What is the significance of that shift for the United States, China and geopolitics? Any idea who or what is driving them under President Trump and his advisers?

For the United States, the problem at its most simple is this: China’s commercial ascendancy in Latin America is a threat to the Monroe Doctrine, and the United States has not faced such a threat since the European oil companies were trying to operate there in the early 20th century.

This is then complicated by the particular fact of China’s economic presence in Mexico and Canada and the opportunities China has had through these two states’ trading relations with the United States to evade U.S. protectionist moves against China.

I think Trump has internalized the Monroe Doctrine. There are different people in the administration who think about the Western Hemisphere in different terms. I suspect, for instance, that Secretary of State Marco Rubio is thinking less about the resources of the Western Hemisphere than others are, but I suspect there is quite a widespread view in the administration that China needs where at all possible to be pushed out.

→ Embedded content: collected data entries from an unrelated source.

//! Operator Engine - incremental operator chains with background compute
//!
//! This crate provides a pull-based, cached operator graph whose terminal
//! output is recomputed off the owning thread whenever a parameter or input
//! upstream changes. It supports:
//!
//! - Dirty propagation through explicit invalidation listeners
//! - Generation-stamped background runs that never surface stale results
//! - Cooperative cancellation checked by long-running derivations
//! - Failure artifacts that keep a chain usable after a derivation fails
//! - Single-consumer result ownership (peek vs. extract)
//!
//! # Architecture
//!
//! - `Operator`: a cached node deriving one artifact from its inputs
//! - `ComputeScheduler`: polls one chain, runs its terminal on a worker
//! - `ChainSet` / `MergedChain`: drive several chains from one frame loop
//! - `EventSink`: generic event streaming (not tied to any UI)
//!
//! # Example
//!
//! ```ignore
//! use operator_engine::{Artifact, ComputeScheduler, ComputeStatus, Operator, OperatorBuilder, ParamSpec};
//!
//! let input = Operator::constant("input", Artifact::new(mesh));
//! let offset = OperatorBuilder::new("offset", offset_mesh)
//!     .param(ParamSpec::float("distance", 1.0).with_range(0.0, 100.0))
//!     .input(&input)
//!     .build()?;
//!
//! let mut scheduler = ComputeScheduler::new(offset.clone());
//! // once per frame
//! if let ComputeStatus::Ready(artifact) = scheduler.check_for_new_result() {
//!     preview.show(artifact.payload());
//! }
//! ```

pub mod artifact;
pub mod builder;
pub mod config;
pub mod error;
pub mod events;
pub mod operator;
pub mod orchestration;
pub mod params;
pub mod scheduler;
pub mod validation;

// Re-export key types
pub use artifact::{keys, Artifact, FailureInfo, Metadata, Payload, ShapeCache};
pub use builder::{Chain, ChainBuilder, OperatorBuilder};
pub use config::EngineConfig;
pub use error::{ConfigError, DeriveError, EngineError, ParamError, Result};
pub use events::{
    ChannelEventSink, EngineEvent, EventError, EventSink, NullEventSink, VecEventSink,
};
pub use operator::{
    CancelToken, DeriveContext, DeriveResult, Derivation, Listener, Operator, OperatorId,
    SubscriptionId,
};
pub use orchestration::{ChainSet, ChainUpdate, Combine, MergedChain, MergedChainBuilder};
pub use params::{ParamSet, ParamSpec, ParamValue};
pub use scheduler::{ComputeBackend, ComputeScheduler, ComputeStatus, RunState};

President Trump has been applying lots of pressure on the Federal Reserve to lower interest rates. The United States has a staggeringly large national debt. Of course, it is not the only country dealing with debt and deficit issues. How do you see these domestic budget pressures, particularly around debt, in the United States and elsewhere shaping global politics?

The debt issues are serious. In the United States the debt problem connects quite a few things that the Trump administration has tried to do, including imposing more defense costs on Europe. The spectacular failure of Elon Musk’s so-called Department of Government Efficiency shows just how hard dealing with debt by reducing expenditure is. In Europe, it’s another major problem for any attempt at strategic autonomy, particularly for France and Britain, two states where events over the past year or so have again shown how difficult it is to cut expenditure in other areas like the welfare budget or pensions. There was a sense earlier this year that Germany had made a big shift on debt, but that has not materialized as any bigger collective fiscal space for Europe to detach from the United States on security.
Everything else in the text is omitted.